# 24v vr6 how do I completely flush my coolant?



## pjung23551 (Jun 18, 2008)

Hey guys, its been 82000 miles, and still not a single cooling system related problem, but I just bought a green sensor and g12. I've searched all over the forums as well as flipping through the bentley, but theres no clear DIY on the vr6 coolant flush. 
http://www.agthompsonfamily.com/vw/WaterPump16.jpg 
on this photo, does it apply to the 24v vr6 as well? 
If so, once the valve is opened, and the coolant finishes draining, where do I refill the radiator from? I assume the coolant expansion tank is too small to top off the radiator...


----------



## apstguy (Apr 3, 2006)

24V VR6s do not have the drain valve shown in the picture above. The way you drain your coolant is my removing the lower radiator hose. Pull the metal pin holding it in place, then jank. Get ready for lots of coolant. Unfortunately, lots of coolant is still trapped in the block, as I found out when I replaced my waterpump - about a 1/2 gallon maybe more came out of the block. The only way to fill the system is from the coolant overflow reservoir. It may look small, but the bottom hose connected to it is a decent diameter, you can fill the system faster than you think.
If you really want to flush the entire system out, I suggest filling the system distilled water them running the engine very briefly (<1 minute) then pulling off the radiator hose again. 

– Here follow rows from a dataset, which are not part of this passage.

//! # yantra_core - Yantra Construction Calculator
//!
//! `yantra_core` derives physical construction specifications for historical
//! astronomical instruments (yantras) from a geographic location and a scale
//! factor, together with the solar-position quantities that justify them.
//! All inputs and outputs are JSON-serializable.
//!
//! ## Design Philosophy
//!
//! - **Stateless**: Pure functions that take input and return results
//! - **JSON-First**: All outward types implement Serialize/Deserialize
//! - **Rich Errors**: Structured error types, not just strings
//! - **Deterministic**: Identical inputs give bit-identical output
//!
//! ## Quick Start
//!
//! ```rust
//! use yantra_core::{calculate_raw, compare_sites, SiteCatalog, YantraType};
//!
//! // Every yantra for Jantar Mantar, Jaipur at full scale
//! let result = calculate_raw(26.9247, 75.8244, 1.0).unwrap();
//! let samrat = &result.yantras[&YantraType::Samrat];
//! assert_eq!(samrat.angle("gnomon_angle"), Some(26.9247));
//!
//! // Cross-site comparison
//! let table = compare_sites(SiteCatalog::builtin(), &["Jaipur", "Delhi"]).unwrap();
//! assert_eq!(table.len(), 2);
//! ```
//!
//! ## Modules
//!
//! - [`coordinates`] - Validated locations and DMS conversion
//! - [`ephemeris`] - Solar declination, elevation, azimuth and sunrise/sunset
//! - [`yantras`] - Geometry of each instrument archetype
//! - [`sites`] - Historical site catalog
//! - [`comparison`] - Cross-site metric table
//! - [`result`] - The `calculate` entry point
//! - [`units`] - Type-safe unit wrappers
//! - [`errors`] - Structured error types

pub mod comparison;
pub mod coordinates;
pub mod ephemeris;
pub mod errors;
pub mod result;
pub mod sites;
pub mod units;
pub mod yantras;

// Re-export commonly used types at crate root for convenience
pub use comparison::{compare_sites, ComparisonTable, SiteMetrics};
pub use coordinates::{to_dms, Axis, Location};
pub use errors::{CalcError, CalcResult};
pub use result::{calculate, calculate_raw, site_details, CalculationResult, SiteDetails};
pub use sites::{HistoricalSite, SiteCatalog};
pub use yantras::{DimensionUnit, YantraSpec, YantraType};
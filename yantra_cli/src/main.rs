//! # Yantra CLI Application
//!
//! Terminal front end for the yantra calculation engine. Text output by
//! default; `--json` prints the engine's JSON on stdout. Logs go to stderr.
//!
//! Exit status: 0 on success, 1 for invalid input or unknown sites, 2 when a
//! yantra's geometry is undefined at the requested latitude.

mod config;

use std::path::PathBuf;
use std::process::ExitCode;

use anyhow::{Context, Result};
use chrono::NaiveDate;
use clap::{ArgAction, Parser, Subcommand, ValueEnum};
use serde::Serialize;
use tracing_subscriber::EnvFilter;
use yantra_core::coordinates::{coordinates_dms, validate_coordinates, Axis, Location};
use yantra_core::ephemeris::{day_of_year, to_ujjain_time, SolarSnapshot};
use yantra_core::{
    compare_sites, site_details, to_dms, CalcError, CalculationResult, ComparisonTable, DimensionUnit,
    SiteCatalog, SiteDetails,
};

use crate::config::CliConfig;

#[derive(Parser)]
#[command(
    name = "yantra",
    version,
    about = "Construction specifications for historical astronomical instruments"
)]
struct Cli {
    /// Configuration file (TOML)
    #[arg(long, global = true, env = "YANTRA_CONFIG")]
    config: Option<PathBuf>,

    /// Site catalog file (TOML or JSON), replacing the built-in catalog
    #[arg(long, global = true)]
    catalog: Option<PathBuf>,

    /// Increase log verbosity (-v info, -vv debug, -vvv trace)
    #[arg(short, long, global = true, action = ArgAction::Count)]
    verbose: u8,

    #[command(subcommand)]
    command: Commands,
}

#[derive(Subcommand)]
enum Commands {
    /// All yantra specifications for a location
    Calculate {
        /// Latitude in decimal degrees, north positive
        #[arg(long, allow_negative_numbers = true)]
        lat: f64,
        /// Longitude in decimal degrees, east positive
        #[arg(long, allow_negative_numbers = true)]
        lon: f64,
        /// Scale factor (0.1 to 10.0)
        #[arg(long)]
        scale: Option<f64>,
        #[arg(long)]
        json: bool,
    },
    /// Compare key metrics across catalog sites
    Compare {
        /// Site names, exact and case-sensitive
        sites: Vec<String>,
        #[arg(long)]
        json: bool,
    },
    /// Site details and yantra specifications for one catalog site
    Site {
        name: String,
        /// Scale factor (0.1 to 10.0)
        #[arg(long)]
        scale: Option<f64>,
        #[arg(long)]
        json: bool,
    },
    /// List catalog sites
    Sites {
        #[arg(long)]
        json: bool,
    },
    /// Solar position for a day and local solar time
    Sun {
        #[arg(long, allow_negative_numbers = true)]
        lat: f64,
        #[arg(long, allow_negative_numbers = true, default_value_t = 0.0)]
        lon: f64,
        /// Day of year (1-366)
        #[arg(long, conflicts_with = "date", required_unless_present = "date")]
        day: Option<u32>,
        /// Calendar date (YYYY-MM-DD)
        #[arg(long)]
        date: Option<NaiveDate>,
        /// Local solar time in hours (0-24)
        #[arg(long, default_value_t = 12.0)]
        time: f64,
        #[arg(long)]
        json: bool,
    },
    /// Convert decimal degrees to degrees/minutes/seconds
    Dms {
        /// Angle in decimal degrees
        #[arg(allow_negative_numbers = true)]
        deg: f64,
        #[arg(long, value_enum, default_value_t = AxisArg::Latitude)]
        axis: AxisArg,
    },
}

#[derive(Debug, Clone, Copy, PartialEq, Eq, ValueEnum)]
enum AxisArg {
    Latitude,
    Longitude,
}

impl From<AxisArg> for Axis {
    fn from(arg: AxisArg) -> Self {
        match arg {
            AxisArg::Latitude => Axis::Latitude,
            AxisArg::Longitude => Axis::Longitude,
        }
    }
}

fn init_logging(verbose: u8) {
    let default_level = match verbose {
        0 => "warn",
        1 => "info",
        2 => "debug",
        _ => "trace",
    };
    let filter = EnvFilter::try_from_default_env().unwrap_or_else(|_| EnvFilter::new(default_level));

    tracing_subscriber::fmt()
        .with_env_filter(filter)
        .with_writer(std::io::stderr)
        .with_target(false)
        .init();
}

fn main() -> ExitCode {
    let cli = Cli::parse();
    init_logging(cli.verbose);

    match run(cli) {
        Ok(()) => ExitCode::SUCCESS,
        Err(err) => report(&err),
    }
}

/// Print an error on stderr and pick the exit status.
fn report(err: &anyhow::Error) -> ExitCode {
    let (text, status) = render_error(err);
    eprintln!("{}", text);
    ExitCode::from(status)
}

/// Stderr text and exit status for an error. Engine errors print as JSON,
/// preceded by any context wrapped around them.
fn render_error(err: &anyhow::Error) -> (String, u8) {
    let Some(calc) = err.downcast_ref::<CalcError>() else {
        return (format!("Error: {:#}", err), 1);
    };

    let json = serde_json::to_string_pretty(calc).unwrap_or_else(|_| calc.to_string());
    let context: Vec<String> = err
        .chain()
        .take_while(|cause| cause.downcast_ref::<CalcError>().is_none())
        .map(ToString::to_string)
        .collect();

    let text = if context.is_empty() {
        json
    } else {
        format!("Error: {}\n{}", context.join(": "), json)
    };
    (text, exit_status(calc))
}

fn exit_status(err: &CalcError) -> u8 {
    match err {
        CalcError::GeometryUndefined { .. } => 2,
        CalcError::Validation { .. } | CalcError::UnknownSite { .. } | CalcError::Serialization { .. } => 1,
    }
}

fn run(cli: Cli) -> Result<()> {
    let config = CliConfig::load(cli.config.as_deref())?;

    match cli.command {
        Commands::Calculate { lat, lon, scale, json } => {
            let location = Location::new(lat, lon, scale.unwrap_or(config.default_scale))?;
            let result = yantra_core::calculate(&location)?;
            emit(json || config.json, &result, print_calculation)
        }

        Commands::Compare { sites, json } => {
            let catalog = config.site_catalog(cli.catalog.as_deref())?;
            let table = compare_sites(&catalog, &sites)?;
            emit(json || config.json, &table, print_comparison)
        }

        Commands::Site { name, scale, json } => {
            let catalog = config.site_catalog(cli.catalog.as_deref())?;
            let details = site_details(&catalog, &name, scale.unwrap_or(config.default_scale))?;
            emit(json || config.json, &details, print_site_details)
        }

        Commands::Sites { json } => {
            let catalog = config.site_catalog(cli.catalog.as_deref())?;
            emit(json || config.json, &catalog, print_sites)
        }

        Commands::Sun {
            lat,
            lon,
            day,
            date,
            time,
            json,
        } => {
            let day = match (day, date) {
                (Some(day), _) => day,
                (None, Some(date)) => day_of_year(date),
                (None, None) => anyhow::bail!("either --day or --date is required"),
            };
            let snapshot = SolarSnapshot::compute(lat, lon, day, time)?;
            emit(json || config.json, &snapshot, print_snapshot)
        }

        Commands::Dms { deg, axis } => {
            let axis = Axis::from(axis);
            match axis {
                Axis::Latitude => validate_coordinates(deg, 0.0)?,
                Axis::Longitude => validate_coordinates(0.0, deg)?,
            }
            println!("{}", to_dms(deg, axis));
            Ok(())
        }
    }
}

/// JSON on stdout, or the text renderer.
fn emit<T: Serialize>(json: bool, value: &T, print_text: fn(&T)) -> Result<()> {
    if json {
        let text = serde_json::to_string_pretty(value).context("failed to serialize output")?;
        println!("{}", text);
    } else {
        print_text(value);
    }
    Ok(())
}

fn banner(title: &str) {
    println!("═══════════════════════════════════════");
    println!("  {}", title);
    println!("═══════════════════════════════════════");
    println!();
}

fn print_calculation(result: &CalculationResult) {
    let location = &result.location;
    let dms = &result.site_analysis.coordinates_dms;
    let astro = &result.site_analysis.astronomical_data;

    banner("YANTRA SPECIFICATIONS");
    println!("Location:");
    println!("  Latitude:  {:>10.4}°  {}", location.latitude(), dms.latitude_dms);
    println!("  Longitude: {:>10.4}°  {}", location.longitude(), dms.longitude_dms);
    println!("  Scale:     {:>10.2}", location.scale());
    println!();
    let june = astro.summer_solstice.daylight_hours;
    let december = astro.winter_solstice.daylight_hours;
    println!("Sun path (solstice noon elevation):");
    println!("  Highest:  {:>6.2}°", astro.max_sun_elevation);
    println!("  Lowest:   {:>6.2}°", astro.min_sun_elevation);
    println!("  Daylight: {:.1} h to {:.1} h", june.min(december), june.max(december));
    println!();

    for spec in result.yantras.values() {
        println!("{} - {}", spec.name, spec.description);
        println!("  Dimensions:");
        for (key, value, unit) in spec.dimensions_with_units() {
            match unit {
                DimensionUnit::Count => println!("    {:<24} {:>10.0}", key, value),
                _ => println!("    {:<24} {:>10.3} {}", key, value, unit.symbol()),
            }
        }
        println!("  Angles:");
        for (key, value) in &spec.angles {
            println!("    {:<24} {:>10.4}°", key, value);
        }
        println!("  Materials: {}", spec.materials.join(", "));
        println!();
    }

    let notes = &result.site_analysis.construction_considerations;
    println!("Construction considerations:");
    println!("  Magnetic declination: {}", notes.magnetic_declination);
    println!("  Foundation:           {}", notes.foundation_requirements);
    println!("  Alignment precision:  {}", notes.alignment_precision);
    println!("  Weathering:           {}", notes.material_weathering);
}

fn print_comparison(table: &ComparisonTable) {
    banner("SITE COMPARISON");
    if table.is_empty() {
        println!("(no sites)");
        return;
    }

    println!(
        "{:<12} {:>9} {:>9} {:>10} {:>10} {:>9} {:>9}",
        "Site", "Lat", "Lon", "Gnomon m", "Gnomon °", "Max sun", "Min sun"
    );
    for (name, metrics) in table.iter() {
        println!(
            "{:<12} {:>9.4} {:>9.4} {:>10.2} {:>10.4} {:>9.2} {:>9.2}",
            name,
            metrics.latitude,
            metrics.longitude,
            metrics.samrat_gnomon_height,
            metrics.samrat_gnomon_angle,
            metrics.max_sun_elevation,
            metrics.min_sun_elevation,
        );
    }
}

fn print_site_details(details: &SiteDetails) {
    println!("{}", details.site.display_name);
    if !details.site.description.is_empty() {
        println!("{}", details.site.description);
    }
    println!();
    print_calculation(&details.result);
}

fn print_sites(catalog: &SiteCatalog) {
    banner("HISTORICAL SITES");
    for site in catalog.iter() {
        let dms = coordinates_dms(site.latitude, site.longitude);
        println!("{:<12} {} {}  {}", site.name, dms.latitude_dms, dms.longitude_dms, site.display_name);
        if !site.description.is_empty() {
            println!("{:<12} {}", "", site.description);
        }
    }
}

fn print_snapshot(sun: &SolarSnapshot) {
    banner("SOLAR POSITION");
    println!("  Day of year:       {}", sun.day_of_year);
    println!("  Local solar time:  {:.2} h", sun.local_solar_time);
    println!(
        "  Ujjain time:       {:.2} h",
        to_ujjain_time(sun.longitude, sun.local_solar_time)
    );
    println!("  Declination:       {:.4}°", sun.solar_declination);
    println!("  Equation of time:  {:.2} min", sun.equation_of_time);
    println!("  Hour angle:        {:.2}°", sun.hour_angle);
    println!("  Elevation:         {:.4}°", sun.solar_elevation);
    println!("  Azimuth:           {:.4}°", sun.solar_azimuth);
    println!("  Sunrise:           {:.2} h", sun.sunrise_time);
    println!("  Sunset:            {:.2} h", sun.sunset_time);
    println!("  Daylight:          {:.2} h", sun.daylight_hours);
}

_Modified by apstguy at 12:28 AM 10-3-2008_


----------



## '97Trek2.0 (Jun 21, 2001)

*Re: (apstguy)*

How often is flushing the system recommended? I'm at about 65,000 miles and have never had any issue. I'm always hesitant to start tinkering with something that isn't broken.


----------



## apstguy (Apr 3, 2006)

I think VW calls it a "lifetime" item, like transmission fluid, the fuel filter... so make your own interval. Older Style coolant was every 2-3 years, extended life coolant (in all modern cars) is about every 5 years.


----------



## pjung23551 (Jun 18, 2008)

apstguy - you are the MAN, thanks! Question - on that link with the photo on my first post, is the metal clip that holds the lower radiator hose - thats the rusted looking clip in the photo on the right of the y ellow arrow right?


----------



## apstguy (Apr 3, 2006)

No, the metal clip you want to take off is in the plastic part of the coolant hose, if you look to the right of the rusty one, there is a bright metal clip (looks almost like coat hanger wire). That is the one you'll want to take off. The plastic sleeve will pull out and it has an o-ring, so be careful not to loose it.


----------



## jlsgli89-03 (Aug 25, 2003)

can i make a suggestion,do you thermo and gasket as well,


----------



## 35i 2000 (Jan 27, 2005)

awesome write up, anyone have any pics?


----------



## sid3effekt (Nov 9, 2001)

I just did this and I found the easiest way to get that hose off isn't to remove the pin from the plastic part. Just take a pair of pliers and squeeze the clamp on the hose and move off of it. Then just give the hose a few good tugs and it comes right off. This was much easier than having to get my hand up by the radiator to get that pin out and then pull the plastic fitting off. Here is another link I found on doing this on the 24v. 

http://forums.fourtitude.com/showthread.php?4641247


----------